MATERIAL SHOWN.

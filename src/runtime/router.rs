//! The host boundary: route registration and request dispatch.
//!
//! [`Router::bind`] is the registration call — it takes the frozen
//! [`RouteTable`], eagerly resolves every handler reference (a missing
//! handler aborts startup, never a request), and captures the per-API stage
//! names. [`Router::dispatch`] is the per-request call — adapt, invoke,
//! adapt back.

use std::collections::HashMap;
use std::sync::Arc;
use std::time::Duration;

use indexmap::IndexMap;
use tracing::{debug, warn};

use crate::function::registry::HandlerProvider;
use crate::function::{build_event, HandlerError, HandlerResolver};
use crate::gateway::{extract_api_documents, CompiledRoute, GatewayError, RouteTable};
use crate::http::{ApiRequest, ApiResponse, StatusCode};
use crate::identity::IdentityProvider;
use crate::template::{CloudformationTemplate, TemplateError};

/// Errors that can abort gateway construction.
#[derive(Debug, thiserror::Error)]
pub enum BuildError {
    #[error(transparent)]
    Template(#[from] TemplateError),
    #[error(transparent)]
    Gateway(#[from] GatewayError),
    #[error("handler binding failed: {0}")]
    Handler(#[from] HandlerError),
}

/// Immutable request dispatcher built once at startup.
pub struct Router {
    table: RouteTable,
    resolver: HandlerResolver,
    stages: IndexMap<String, String>,
    default_stage: String,
    identity: Option<Arc<dyn IdentityProvider>>,
    request_timeout: Option<Duration>,
}

impl std::fmt::Debug for Router {
    fn fmt(&self, f: &mut std::fmt::Formatter<'_>) -> std::fmt::Result {
        f.debug_struct("Router")
            .field("table", &self.table)
            .field("stages", &self.stages)
            .field("default_stage", &self.default_stage)
            .field("identity", &self.identity.is_some())
            .field("request_timeout", &self.request_timeout)
            .finish_non_exhaustive()
    }
}

impl Router {
    /// Register a route table against a handler provider.
    ///
    /// Every handler reference is resolved here so that a template pointing
    /// at an unregistered handler refuses to start instead of failing its
    /// first request.
    pub async fn bind(
        table: RouteTable,
        provider: Arc<dyn HandlerProvider>,
        env: HashMap<String, String>,
    ) -> Result<Self, BuildError> {
        let resolver = HandlerResolver::new(provider).with_env(env);
        for route in table.routes() {
            resolver.resolve(&route.handler_reference).await?;
            debug!(
                method = %route.method,
                path = %route.path,
                handler = %route.handler_reference,
                "bound route"
            );
        }

        Ok(Self {
            table,
            resolver,
            stages: IndexMap::new(),
            default_stage: "v1".to_string(),
            identity: None,
            request_timeout: None,
        })
    }

    /// Extract, build, and bind everything a template declares.
    pub async fn from_template(
        template: &CloudformationTemplate,
        provider: Arc<dyn HandlerProvider>,
    ) -> Result<Self, BuildError> {
        let documents = extract_api_documents(template)?;
        let table = RouteTable::build(&documents)?;

        let mut stages = IndexMap::new();
        for (api_id, _) in template.apis() {
            if let Some(stage) = template.stage_name(api_id) {
                stages.insert(api_id.clone(), stage.to_string());
            }
        }

        let env = template.environment().into_iter().collect();
        let mut router = Self::bind(table, provider, env).await?;
        router.stages = stages;
        Ok(router)
    }

    /// Plug an identity provider in front of every dispatch.
    pub fn with_identity_provider(mut self, provider: Arc<dyn IdentityProvider>) -> Self {
        self.identity = Some(provider);
        self
    }

    /// Deadline applied to each handler invocation.
    pub fn with_request_timeout(mut self, timeout: Option<Duration>) -> Self {
        self.request_timeout = timeout;
        self
    }

    /// Stage name reported when an API declares none.
    pub fn with_default_stage(mut self, stage: impl Into<String>) -> Self {
        self.default_stage = stage.into();
        self
    }

    /// The bound routes, for registration with an external dispatcher.
    pub fn routes(&self) -> &[CompiledRoute] {
        self.table.routes()
    }

    /// Adapt an inbound request, invoke the target handler, and adapt its
    /// result back; never fails.
    pub async fn dispatch(&self, request: ApiRequest) -> ApiResponse {
        let request_id = generate_request_id();

        let Some(matched) = self.table.find(request.method, &request.path) else {
            debug!(method = %request.method, path = %request.path, "no route matched");
            return ApiResponse::not_found();
        };

        let authorizer = match &self.identity {
            Some(provider) => match provider.authenticate(&request).await {
                Ok(claims) => Some(claims.into_authorizer()),
                Err(rejection) => {
                    debug!(request_id, reason = %rejection, "request rejected by identity provider");
                    return ApiResponse::message(StatusCode::UNAUTHORIZED, "Unauthorized");
                }
            },
            None => None,
        };

        let stage = self
            .stages
            .get(&matched.route.source_api_id)
            .unwrap_or(&self.default_stage)
            .clone();

        let event = build_event(&request, &matched, &stage, &request_id, authorizer);
        let reference = matched.route.handler_reference.clone();

        let result = self
            .resolver
            .invoke(&reference, event, &request_id, self.request_timeout)
            .await;

        match result.into_response() {
            Ok(response) => response,
            Err(invalid) => {
                warn!(request_id, handler = %reference, error = %invalid, "unusable handler result");
                ApiResponse::internal_error()
            }
        }
    }
}

/// Request ID from the monotonic-ish nanosecond clock, hex encoded.
fn generate_request_id() -> String {
    use std::time::{SystemTime, UNIX_EPOCH};
    let timestamp = SystemTime::now()
        .duration_since(UNIX_EPOCH)
        .unwrap_or_default()
        .as_nanos();
    format!("{timestamp:x}")
}
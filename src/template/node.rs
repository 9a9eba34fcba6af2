//! Template document tree.
//!
//! A parsed template is a tree of [`TemplateNode`] values: scalars, ordered
//! mappings, sequences, and intrinsic-function nodes. Both encodings of an
//! intrinsic collapse into the same [`TemplateNode::Intrinsic`] variant at
//! load time: the YAML short form (`!Ref Name`, `!Sub "${X}"`) and the long
//! form (a single-key mapping such as `{"Fn::Sub": ...}`).

use indexmap::IndexMap;
use serde::{Deserialize, Serialize};

use crate::template::error::TemplateError;

/// Intrinsic names used without the `Fn::` prefix.
const BARE_INTRINSICS: [&str; 2] = ["Ref", "Condition"];

/// A scalar leaf value.
#[derive(Debug, Clone, PartialEq, Serialize, Deserialize)]
pub enum Scalar {
    Null,
    Bool(bool),
    Int(i64),
    Float(f64),
    String(String),
}

impl Scalar {
    /// Borrow the string content, if this scalar is a string.
    pub fn as_str(&self) -> Option<&str> {
        match self {
            Scalar::String(s) => Some(s),
            _ => None,
        }
    }

    /// Render the scalar the way it would appear inside an interpolated
    /// string.
    pub fn to_display_string(&self) -> String {
        match self {
            Scalar::Null => String::new(),
            Scalar::Bool(b) => b.to_string(),
            Scalar::Int(i) => i.to_string(),
            Scalar::Float(f) => f.to_string(),
            Scalar::String(s) => s.clone(),
        }
    }
}

/// A node in the template tree.
///
/// Invariant: after resolution no `Intrinsic` variant remains reachable from
/// the resolved root.
#[derive(Debug, Clone, PartialEq, Serialize, Deserialize)]
pub enum TemplateNode {
    Scalar(Scalar),
    Sequence(Vec<TemplateNode>),
    Mapping(IndexMap<String, TemplateNode>),
    Intrinsic {
        name: String,
        operand: Box<TemplateNode>,
    },
}

impl TemplateNode {
    /// Parse a YAML (or JSON) document into a template tree.
    pub fn from_yaml_str(source: &str) -> Result<Self, TemplateError> {
        let value: serde_yaml::Value = serde_yaml::from_str(source)?;
        Self::from_yaml_value(value)
    }

    /// Convert a parsed YAML value, canonicalizing intrinsic encodings.
    pub fn from_yaml_value(value: serde_yaml::Value) -> Result<Self, TemplateError> {
        match value {
            serde_yaml::Value::Null => Ok(TemplateNode::Scalar(Scalar::Null)),
            serde_yaml::Value::Bool(b) => Ok(TemplateNode::Scalar(Scalar::Bool(b))),
            serde_yaml::Value::Number(n) => {
                if let Some(i) = n.as_i64() {
                    Ok(TemplateNode::Scalar(Scalar::Int(i)))
                } else {
                    Ok(TemplateNode::Scalar(Scalar::Float(n.as_f64().unwrap_or(0.0))))
                }
            }
            serde_yaml::Value::String(s) => Ok(TemplateNode::Scalar(Scalar::String(s))),
            serde_yaml::Value::Sequence(seq) => {
                let items = seq
                    .into_iter()
                    .map(Self::from_yaml_value)
                    .collect::<Result<Vec<_>, _>>()?;
                Ok(TemplateNode::Sequence(items))
            }
            serde_yaml::Value::Mapping(map) => {
                let mut entries = IndexMap::with_capacity(map.len());
                for (key, value) in map {
                    let key = match key {
                        serde_yaml::Value::String(s) => s,
                        other => {
                            return Err(TemplateError::MalformedDocument(format!(
                                "mapping key must be a string, got {other:?}"
                            )))
                        }
                    };
                    entries.insert(key, Self::from_yaml_value(value)?);
                }
                if entries.len() == 1 && entries.keys().all(|k| is_intrinsic_key(k)) {
                    if let Some((name, operand)) = entries.pop() {
                        return Ok(intrinsic(name, operand));
                    }
                }
                Ok(TemplateNode::Mapping(entries))
            }
            serde_yaml::Value::Tagged(tagged) => {
                let name = canonical_intrinsic_name(&tagged.tag.to_string());
                let operand = Self::from_yaml_value(tagged.value)?;
                Ok(intrinsic(name, operand))
            }
        }
    }

    /// Borrow the mapping entries, if this node is a mapping.
    pub fn as_mapping(&self) -> Option<&IndexMap<String, TemplateNode>> {
        match self {
            TemplateNode::Mapping(m) => Some(m),
            _ => None,
        }
    }

    /// Borrow the sequence items, if this node is a sequence.
    pub fn as_sequence(&self) -> Option<&[TemplateNode]> {
        match self {
            TemplateNode::Sequence(s) => Some(s),
            _ => None,
        }
    }

    /// Borrow the string content, if this node is a string scalar.
    pub fn as_str(&self) -> Option<&str> {
        match self {
            TemplateNode::Scalar(s) => s.as_str(),
            _ => None,
        }
    }

    /// Look up a key, if this node is a mapping.
    pub fn get(&self, key: &str) -> Option<&TemplateNode> {
        self.as_mapping().and_then(|m| m.get(key))
    }

    /// Whether any intrinsic node remains reachable from this node.
    pub fn contains_intrinsic(&self) -> bool {
        match self {
            TemplateNode::Scalar(_) => false,
            TemplateNode::Sequence(items) => items.iter().any(Self::contains_intrinsic),
            TemplateNode::Mapping(entries) => entries.values().any(Self::contains_intrinsic),
            TemplateNode::Intrinsic { .. } => true,
        }
    }
}

/// Whether a mapping key encodes a long-form intrinsic.
fn is_intrinsic_key(key: &str) -> bool {
    key.starts_with("Fn::") || BARE_INTRINSICS.contains(&key)
}

/// Map a YAML tag (`!Ref`, `!Sub`, `!GetAtt`, ...) to the canonical
/// intrinsic name (`Ref`, `Fn::Sub`, `Fn::GetAtt`, ...).
fn canonical_intrinsic_name(tag: &str) -> String {
    let suffix = tag.trim_start_matches('!');
    if BARE_INTRINSICS.contains(&suffix) || suffix.starts_with("Fn::") {
        suffix.to_string()
    } else {
        format!("Fn::{suffix}")
    }
}

/// Build an intrinsic node, normalizing the `Fn::GetAtt` scalar operand
/// (`"Resource.Arn"` splits on the first dot into `["Resource", "Arn"]`).
fn intrinsic(name: String, operand: TemplateNode) -> TemplateNode {
    let operand = if name == "Fn::GetAtt" {
        match operand {
            TemplateNode::Scalar(Scalar::String(dotted)) => {
                let parts = dotted
                    .splitn(2, '.')
                    .map(|p| TemplateNode::Scalar(Scalar::String(p.to_string())))
                    .collect();
                TemplateNode::Sequence(parts)
            }
            other => other,
        }
    } else {
        operand
    };

    TemplateNode::Intrinsic {
        name,
        operand: Box::new(operand),
    }
}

WHAT THE EXERCISE ASKS. What lines in the records contain the word "routes"? Return each one.

TASK SOLUTION.
        for route in table.routes() {
    /// The bound routes, for registration with an external dispatcher.
    pub fn routes(&self) -> &[CompiledRoute] {
        self.table.routes()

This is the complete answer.